母に、欲しい、と言いましたが、自分で買いなさい、と言われ、がっかり。
トボトボ家まで帰りました。

家で、財布の中身とにらめっこして、私は、30円のアイスを、お小遣いで買うことに決めました。
全財産の入ったお財布を持っていくのは危ないと思い、持ちやすい50円玉を1枚、手に握りました。

母に「自分でアイス、買ってくる」と告げて、私は、徒歩5分の商店に向け、出発しました。
気分はどんどん高揚して、両腕を交互にブンブン振って、スキップしながら砂利道を進んでいました。

すると、50円玉は、私の握りこぶしの隙間から、遠心力で、ぽーんと旅立っていきました。。。
あーっ!!
私は、慌ててそれが飛んだ方へ駆け寄りましたが、何度見回しても、砂利を除けてみても、あるはずの50円玉は、出てきませんでした。

お母さんに、なんて言おう。。。
泣きながら家に帰り、黙っているのがこわくて、母に謝ると、叱られました。
なんで手に握っていくの!?と、怒られました。
もう1回50円が欲しい。。。と、私は思いましたが、母はカンカンで、「見つからなくても知らないからね!」と言いました。

 

50円玉の価値が大き過ぎて、お財布に入れずに持ち歩いた罪の意識が重過ぎて、そして、母の怒りが悲し過ぎて、私は、泣き止むことができませんでした。
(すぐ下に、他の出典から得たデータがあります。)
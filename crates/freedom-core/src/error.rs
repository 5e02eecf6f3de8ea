//! Error types for the FreedomWeather application shell.
//!
//! Domain errors (location, weather, preferences) live in `freedom-weather`;
//! this module covers what the binary itself can fail on.

use thiserror::Error;

/// Top-level application error type.
///
/// Use `user_message()` to get a message suitable for display.
#[derive(Debug, Error)]
pub enum AppError {
    #[error("Configuration error: {0}")]
    Config(#[from] ConfigError),

    #[error("{0}")]
    Other(#[from] anyhow::Error),
}

impl AppError {
    pub fn user_message(&self) -> &'static str {
        match self {
            AppError::Config(e) => e.user_message(),
            AppError::Other(_) => "An unexpected error occurred. Please try again.",
        }
    }
}

/// Configuration errors.
#[derive(Debug, Error)]
pub enum ConfigError {
    #[error("Invalid configuration: {0}")]
    Invalid(String),

    #[error("Missing required setting: {0}")]
    MissingSetting(String),
}

impl ConfigError {
    pub fn user_message(&self) -> &'static str {
        match self {
            ConfigError::Invalid(_) => "Invalid configuration. Check your settings.",
            ConfigError::MissingSetting(_) => "A required setting is missing. Check your settings.",
        }
    }
}
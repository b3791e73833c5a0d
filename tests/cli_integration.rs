//! CLI integration tests.
//!
//! These tests verify the CLI argument parsing and configuration loading.

use std::ffi::OsString;
use std::io::Write;
use std::path::PathBuf;
use tempfile::{NamedTempFile, TempDir};

use geoclue_position::cli::{parse_args_from, Args};
use geoclue_position::config::Config;
use geoclue_position::{LocationReading, PositioningMethods};

fn args(args: &[&str]) -> Vec<OsString> {
    std::iter::once("geoclue-position")
        .chain(args.iter().copied())
        .map(OsString::from)
        .collect()
}

fn config_file(json: &str) -> NamedTempFile {
    let mut file = NamedTempFile::new().unwrap();
    file.write_all(json.as_bytes()).unwrap();
    file
}

// ============================================================================
// CLI Argument Tests
// ============================================================================

#[test]
fn test_cli_defaults() {
    let result = parse_args_from(args(&[])).unwrap();

    assert!(result.config.is_none());
    assert!(result.replay.is_none());
    assert!(result.interval_ms.is_none());
    assert!(result.timeout_ms.is_none());
    assert!(result.methods.is_none());
    assert!(!result.no_persist);
    assert!(!result.help);
}

#[test]
fn test_cli_full_options() {
    let result = parse_args_from(args(&[
        "-r",
        "drive.json",
        "-i",
        "1500",
        "-m",
        "non-satellite",
        "-a",
        "org.example.Maps",
        "-l",
        "debug",
        "--no-persist",
    ]))
    .unwrap();

    assert_eq!(result.replay, Some(PathBuf::from("drive.json")));
    assert_eq!(result.interval_ms, Some(1500));
    assert_eq!(result.methods, Some(PositioningMethods::NonSatellite));
    assert_eq!(result.app_name, Some("org.example.Maps".to_string()));
    assert_eq!(result.log_level, Some("debug".to_string()));
    assert!(result.no_persist);
    assert!(result.timeout_ms.is_none());
}

#[test]
fn test_cli_single_shot() {
    let result = parse_args_from(args(&["--timeout", "5000"])).unwrap();
    assert_eq!(result.timeout_ms, Some(5000));
}

#[test]
fn test_cli_invalid_timeout() {
    let result = parse_args_from(args(&["-t", "-1"]));
    assert!(result.is_err());
}

#[test]
fn test_cli_missing_value() {
    let result = parse_args_from(args(&["--replay"]));
    assert!(result.is_err());
}

#[test]
fn test_cli_unknown_option() {
    let result = parse_args_from(args(&["--port", "8080"]));
    assert!(result.is_err());
}

// ============================================================================
// Configuration Loading Tests
// ============================================================================

#[test]
fn test_config_from_json_file() {
    let file = config_file(
        r#"{
        "source": {
            "update_interval_ms": 3000,
            "preferred_methods": "satellite",
            "application_name": "org.example.Tracker"
        },
        "storage": {
            "persist_last_position": false
        },
        "logging": {
            "level": "debug"
        }
    }"#,
    );

    let config = Config::from_file(file.path()).unwrap();

    assert_eq!(config.source.update_interval_ms, 3000);
    assert_eq!(config.source.preferred_methods, PositioningMethods::Satellite);
    assert_eq!(
        config.source.application_name.as_deref(),
        Some("org.example.Tracker")
    );
    assert!(!config.storage.persist_last_position);
    assert_eq!(config.logging.level, "debug");
}

#[test]
fn test_config_priority_cli_over_file() {
    let file = config_file(
        r#"{
        "source": {
            "update_interval_ms": 3000,
            "application_name": "org.example.FromFile"
        }
    }"#,
    );

    let args = Args {
        config: Some(file.path().to_path_buf()),
        interval_ms: Some(8000),
        app_name: Some("org.example.FromCli".to_string()),
        ..Args::default()
    };

    let config = Config::load(&args).unwrap();

    assert_eq!(config.source.update_interval_ms, 8000);
    assert_eq!(
        config.source.application_name.as_deref(),
        Some("org.example.FromCli")
    );
}

#[test]
fn test_config_no_persist_overrides_file() {
    let file = config_file(r#"{"storage": {"persist_last_position": true}}"#);

    let args = Args {
        config: Some(file.path().to_path_buf()),
        no_persist: true,
        ..Args::default()
    };

    let config = Config::load(&args).unwrap();
    assert!(!config.storage.persist_last_position);
    assert!(config.to_source_options().store.is_none());
}

#[test]
fn test_config_missing_file() {
    let dir = TempDir::new().unwrap();
    let args = Args {
        config: Some(dir.path().join("absent.json")),
        ..Args::default()
    };

    assert!(Config::load(&args).is_err());
}

#[test]
fn test_config_to_source_options() {
    let dir = TempDir::new().unwrap();
    let path = dir.path().join("fix.json");
    let file = config_file(&format!(
        r#"{{
        "source": {{
            "update_interval_ms": 200,
            "preferred_methods": "non-satellite",
            "application_name": "org.example.Maps"
        }},
        "storage": {{
            "last_position_path": {}
        }}
    }}"#,
        serde_json::to_string(&path).unwrap()
    ));

    let config = Config::from_file(file.path()).unwrap();
    let options = config.to_source_options();

    assert_eq!(options.settings.update_interval_ms, 1000);
    assert_eq!(
        options.settings.preferred_methods,
        PositioningMethods::NonSatellite
    );
    assert_eq!(options.identity.application_name(), Some("org.example.Maps"));
    assert_eq!(options.store.unwrap().path(), path.as_path());
}

// ============================================================================
// Configuration Serialization Tests
// ============================================================================

#[test]
fn test_config_roundtrip() {
    let mut original = Config::default();
    original.source.update_interval_ms = 4000;
    original.source.preferred_methods = PositioningMethods::Satellite;

    let json = serde_json::to_string(&original).unwrap();
    let loaded: Config = serde_json::from_str(&json).unwrap();

    assert_eq!(loaded.source.update_interval_ms, 4000);
    assert_eq!(loaded.source.preferred_methods, PositioningMethods::Satellite);
}

#[test]
fn test_config_partial_deserialization() {
    let json = r#"{"source": {"update_interval_ms": 9000}}"#;
    let config: Config = serde_json::from_str(json).unwrap();

    assert_eq!(config.source.update_interval_ms, 9000);
    assert_eq!(config.source.preferred_methods, PositioningMethods::All); // Default
    assert!(config.storage.persist_last_position); // Default
    assert_eq!(config.logging.level, "info"); // Default
}

// ============================================================================
// Replay File Tests
// ============================================================================

#[test]
fn test_replay_readings_parse_with_defaults() {
    let json = r#"[
        {"latitude": 52.52, "longitude": 13.405},
        {"latitude": 48.85, "longitude": 2.35, "altitude": 35.0, "speed": 1.5}
    ]"#;

    let readings: Vec<LocationReading> = serde_json::from_str(json).unwrap();

    assert_eq!(readings.len(), 2);
    assert_eq!(readings[0].altitude, f64::MIN);
    assert!(readings[0].speed < 0.0);
    assert!(readings[0].timestamp.is_unspecified());
    assert_eq!(readings[1].altitude, 35.0);
    assert_eq!(readings[1].speed, 1.5);
}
母はどんどん不機嫌になり、私は再度、現場に出かけ、夕暮れまで探しました。

暗くなる前に帰らなければいけないのに、どこにもありませんでした。

母は、しばらく、不機嫌でした。


アイスクリームを食べられないまま、500円札が遠のき、お小遣い帳には、変な出金記録がつきました。


切ない体験となりましたが、おかげさまで、以降、私は、お金の管理に気をつけるようになりました。

悲しい記憶は、引っ越したのち、滅多に思い出さなくなりました。

同じような砂利道を歩くときだけ、腕振りして硬貨を吹っ飛ばした自分を思い出し、それはいつしか、滑稽な記憶となっていきました。